PRODUCT DETAILS
| Dimensions en CM | 58.5 x 45 x 88 cm |
|---|---|
| Dimensions en INCH | 23.03 x 17.72 x 34.65 inch |
| Période | XIX |
| Style | Neoclassical |
| Matériaux | Mahogany |
PRODUCT DESCRIPTION
The English Regency — those years between 1811 and 1820 when the Prince of Wales governed in place of his incapacitated father — gave its name not merely to a regency but to an entire aesthetic. Under the guidance of theorists like Thomas Hope, whose Household Furniture and Interior Decoration of 1807 became the movement’s manifesto, English cabinet-makers translated antiquity into forms of startling elegance. This office armchair belongs fully to that tradition: its proportions, its mahogany, and above all its swan-neck decoration place it within the refined vocabulary that the Regency bequeathed to the early Victorian age.

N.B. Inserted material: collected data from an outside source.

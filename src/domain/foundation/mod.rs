//! Shared kernel value objects used across the domain.

pub mod account_token;
pub mod errors;
pub mod ids;
pub mod money;
pub mod timestamp;

pub use account_token::AccountTokenCodec;
pub use errors::{DomainError, ErrorCode, ValidationError};
pub use ids::{PlanId, SubscriberRef, SubscriptionId, TransactionId};
pub use money::{Currency, Money};
pub use timestamp::Timestamp;
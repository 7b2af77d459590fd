//! Adapters: concrete implementations of the ports.

pub mod gateways;
pub mod memory;
pub mod postgres;
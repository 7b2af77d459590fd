//! In-memory adapters for tests and local development.

mod event_publisher;
mod plan_catalog;
mod subscription_store;

pub use event_publisher::InMemoryEventPublisher;
pub use plan_catalog::InMemoryPlanCatalog;
pub use subscription_store::InMemorySubscriptionStore;
//! Gateway port: the normalized contract every billing provider implements.
//!
//! Providers differ along two axes: who initiates renewal (server-side with
//! webhook notification, or user repurchase), and who can cancel or resume
//! server-side. The contract keeps the full surface and lets each capability
//! fail with a typed `UnsupportedOperation` instead of forcing a lowest
//! common denominator.

use async_trait::async_trait;
use serde::{Deserialize, Serialize};
use std::fmt;

use crate::domain::foundation::{DomainError, ErrorCode};
use crate::domain::plan::Plan;
use crate::domain::subscription::Subscription;
use crate::domain::Gateway;

use super::webhook::WebhookRequest;

/// Port for billing provider integrations.
///
/// All mutations go through the store inside the adapter (via its shared
/// core), so local state only changes after the provider call succeeds and
/// always alongside the transaction that justifies it.
#[async_trait]
pub trait SubscriptionGateway: Send + Sync {
    /// Which provider this adapter speaks to.
    fn gateway(&self) -> Gateway;

    /// Validates the provider-specific proof of purchase (receipt, purchase
    /// token) or starts a redirect flow, activates the subscription, and
    /// records the initial transaction.
    async fn create_subscription(
        &self,
        subscription: &Subscription,
        plan: &Plan,
        options: CreateOptions,
    ) -> Result<Subscription, GatewayError>;

    /// Calls the provider's cancel API where one exists, then applies the
    /// local cancel. The local cancel always happens.
    async fn cancel_subscription(
        &self,
        subscription: &Subscription,
        immediate: bool,
    ) -> Result<Subscription, GatewayError>;

    /// Reactivates a pending-cancel subscription.
    ///
    /// Fails with `UnsupportedOperation` for providers with no reactivation
    /// path (store-receipt, recurring-plan).
    async fn resume_subscription(
        &self,
        subscription: &Subscription,
    ) -> Result<Subscription, GatewayError>;

    /// Moves the subscription to a different plan.
    ///
    /// Fails with `UnsupportedOperation` where the provider requires a new
    /// purchase (store-receipt, mobile-billing).
    async fn swap_plan(
        &self,
        subscription: &Subscription,
        new_plan: &Plan,
    ) -> Result<Subscription, GatewayError>;

    /// Authenticates and applies one inbound provider notification.
    ///
    /// Callers acknowledge the provider regardless of the result; errors
    /// from this method are logged and the event dropped, never retried
    /// synchronously.
    async fn handle_webhook(&self, request: &WebhookRequest)
        -> Result<WebhookOutcome, GatewayError>;

    /// Approval URL the subscriber must visit, for redirect-based
    /// providers. `None` for in-app and receipt providers.
    async fn redirect_target(
        &self,
        subscription: &Subscription,
    ) -> Result<Option<String>, GatewayError>;
}

/// Provider-specific inputs to subscription creation.
#[derive(Debug, Clone, Default)]
pub struct CreateOptions {
    /// Proof of purchase: signed transaction payload (store-receipt) or
    /// purchase token (mobile-billing).
    pub proof: Option<String>,

    /// Where the provider sends the subscriber after approval.
    pub return_url: Option<String>,

    /// Where the provider sends the subscriber after aborting.
    pub cancel_url: Option<String>,

    /// Subscriber email, for providers that require one on the mandate.
    pub customer_email: Option<String>,
}

/// What became of an authenticated webhook.
#[derive(Debug, Clone, PartialEq, Eq)]
pub enum WebhookOutcome {
    /// The event was applied to a subscription.
    Processed { event_type: String },

    /// The event was understood but deliberately not applied (unknown
    /// notification code, test ping, no matching record after logging).
    Ignored { event_type: String, reason: String },
}

/// Category of a gateway failure.
#[derive(Debug, Clone, Copy, PartialEq, Eq, Serialize, Deserialize)]
#[serde(rename_all = "snake_case")]
pub enum GatewayErrorCode {
    /// Bad or missing proof of purchase, malformed input.
    Validation,
    /// The provider rejected or failed the call.
    Provider,
    /// The provider cannot perform the requested action.
    UnsupportedOperation,
    /// Webhook failed authenticity verification.
    Authentication,
    /// The outbound call never completed.
    Network,
    /// No matching local record.
    NotFound,
}

/// Typed gateway failure with a retry hint.
#[derive(Debug, Clone)]
pub struct GatewayError {
    pub code: GatewayErrorCode,
    pub message: String,
    pub retryable: bool,
}

impl GatewayError {
    pub fn new(code: GatewayErrorCode, message: impl Into<String>, retryable: bool) -> Self {
        Self {
            code,
            message: message.into(),
            retryable,
        }
    }

    pub fn validation(message: impl Into<String>) -> Self {
        Self::new(GatewayErrorCode::Validation, message, false)
    }

    pub fn provider(message: impl Into<String>) -> Self {
        Self::new(GatewayErrorCode::Provider, message, true)
    }

    pub fn unsupported(gateway: Gateway, operation: &str) -> Self {
        Self::new(
            GatewayErrorCode::UnsupportedOperation,
            format!("{} does not support {}", gateway, operation),
            false,
        )
    }

    pub fn authentication(message: impl Into<String>) -> Self {
        Self::new(GatewayErrorCode::Authentication, message, false)
    }

    pub fn not_found(message: impl Into<String>) -> Self {
        Self::new(GatewayErrorCode::NotFound, message, false)
    }
}

impl fmt::Display for GatewayError {
    fn fmt(&self, f: &mut fmt::Formatter<'_>) -> fmt::Result {
        write!(f, "{:?}: {}", self.code, self.message)
    }
}

impl std::error::Error for GatewayError {}

impl From<reqwest::Error> for GatewayError {
    fn from(err: reqwest::Error) -> Self {
        Self::new(
            GatewayErrorCode::Network,
            format!("provider call failed: {}", err),
            true,
        )
    }
}

impl From<DomainError> for GatewayError {
    fn from(err: DomainError) -> Self {
        let code = match err.code {
            ErrorCode::ValidationFailed
            | ErrorCode::EmptyField
            | ErrorCode::OutOfRange
            | ErrorCode::InvalidFormat => GatewayErrorCode::Validation,
            ErrorCode::SubscriptionNotFound | ErrorCode::PlanNotFound => GatewayErrorCode::NotFound,
            ErrorCode::UnsupportedOperation => GatewayErrorCode::UnsupportedOperation,
            ErrorCode::AuthenticationFailed => GatewayErrorCode::Authentication,
            _ => GatewayErrorCode::Provider,
        };
        Self::new(code, err.message, false)
    }
}

impl From<GatewayError> for DomainError {
    fn from(err: GatewayError) -> Self {
        let code = match err.code {
            GatewayErrorCode::Validation => ErrorCode::ValidationFailed,
            GatewayErrorCode::UnsupportedOperation => ErrorCode::UnsupportedOperation,
            GatewayErrorCode::Authentication => ErrorCode::AuthenticationFailed,
            GatewayErrorCode::NotFound => ErrorCode::SubscriptionNotFound,
            GatewayErrorCode::Provider | GatewayErrorCode::Network => ErrorCode::ProviderError,
        };
        DomainError::new(code, err.message).with_detail("retryable", err.retryable.to_string())
    }
}

#[cfg(test)]
mod tests {
    use super::*;

    #[allow(dead_code)]
    fn assert_object_safe(_: &dyn SubscriptionGateway) {}

    #[test]
    fn unsupported_names_gateway_and_operation() {
        let err = GatewayError::unsupported(Gateway::Apple, "resume");
        assert_eq!(err.code, GatewayErrorCode::UnsupportedOperation);
        assert!(!err.retryable);
        assert!(err.message.contains("apple"));
        assert!(err.message.contains("resume"));
    }

    #[test]
    fn provider_errors_are_retryable() {
        assert!(GatewayError::provider("500 from upstream").retryable);
        assert!(!GatewayError::validation("bad receipt").retryable);
    }

    #[test]
    fn converts_to_domain_error_with_retry_detail() {
        let err: DomainError = GatewayError::provider("boom").into();
        assert_eq!(err.code, ErrorCode::ProviderError);
        assert_eq!(err.details.get("retryable"), Some(&"true".to_string()));
    }
}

The swan — in Greek myth the bird of Apollo, in Regency iconography an emblem of aristocratic grace — appears here as curved supports recalling both the zoomorphic furniture of ancient Egypt and the scrolled arms of the Greek klismos. What the French called the col de cygne was never mere ornament; it was a structural solution that distributed weight with the economy and beauty the finest period cabinet-makers demanded. In mahogany — the great imperial wood, harvested in the Caribbean and prized for its close grain and resistance to warping — those swan necks achieve a burnished authority perfectly suited to the private study.

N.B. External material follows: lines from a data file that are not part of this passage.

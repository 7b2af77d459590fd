//! Application configuration module
//!
//! Type-safe configuration loading from environment variables using the
//! `config` and `dotenvy` crates. Variables carry the `UNISUB` prefix and
//! nested values use `__` as separator:
//!
//! - `UNISUB__DATABASE__URL=postgres://...` -> `database.url`
//! - `UNISUB__XENDIT__CALLBACK_TOKEN=...` -> `xendit.callback_token`
//!
//! Secrets deserialize into `secrecy::SecretString` so they never appear in
//! debug output.

mod database;
mod error;
mod gateways;
mod identity;
mod renewal;

pub use database::DatabaseConfig;
pub use error::{ConfigError, ValidationError};
pub use gateways::{AppleConfig, GoogleConfig, PaypalConfig, XenditConfig};
pub use identity::IdentityConfig;
pub use renewal::RenewalConfig;

use serde::Deserialize;

/// Root application configuration.
#[derive(Debug, Clone, Deserialize)]
pub struct AppConfig {
    /// Database configuration (PostgreSQL connection)
    pub database: DatabaseConfig,

    /// Obfuscated account token settings
    pub identity: IdentityConfig,

    /// Background renewal sweep settings
    #[serde(default)]
    pub renewal: RenewalConfig,

    /// Store-receipt provider
    pub apple: AppleConfig,

    /// Mobile-billing provider
    pub google: GoogleConfig,

    /// Redirect-checkout provider
    pub paypal: PaypalConfig,

    /// Recurring-plan provider
    pub xendit: XenditConfig,
}

impl AppConfig {
    /// Load configuration from environment variables.
    ///
    /// Loads a `.env` file if present (development), then reads variables
    /// with the `UNISUB` prefix.
    ///
    /// # Errors
    ///
    /// Returns `ConfigError` when required variables are missing or values
    /// cannot be parsed into the expected types.
    pub fn load() -> Result<Self, ConfigError> {
        dotenvy::dotenv().ok();

        let config = config::Config::builder()
            .add_source(config::Environment::default().prefix("UNISUB").separator("__"))
            .build()?
            .try_deserialize()?;

        Ok(config)
    }

    /// Validate all configuration values.
    ///
    /// # Errors
    ///
    /// Returns `ValidationError` if any configuration value is invalid.
    pub fn validate(&self) -> Result<(), ValidationError> {
        self.database.validate()?;
        self.identity.validate()?;
        self.renewal.validate()?;
        self.apple.validate()?;
        self.google.validate()?;
        self.paypal.validate()?;
        self.xendit.validate()?;
        Ok(())
    }
}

The office armchair occupies a singular place in furniture history: it is the seat not of public ceremony but of private power. To be found at one’s desk in the armchair was the mark of the gentleman scholar, the landed administrator, the man whose decisions, however quietly made, shaped the world around him. At 58.5 × 45 × 88 cm, this chair has the proportions of command — upright without rigidity, supportive without softness — and its two centuries of survival testify to the integrity of English craftsmanship at its Georgian peak.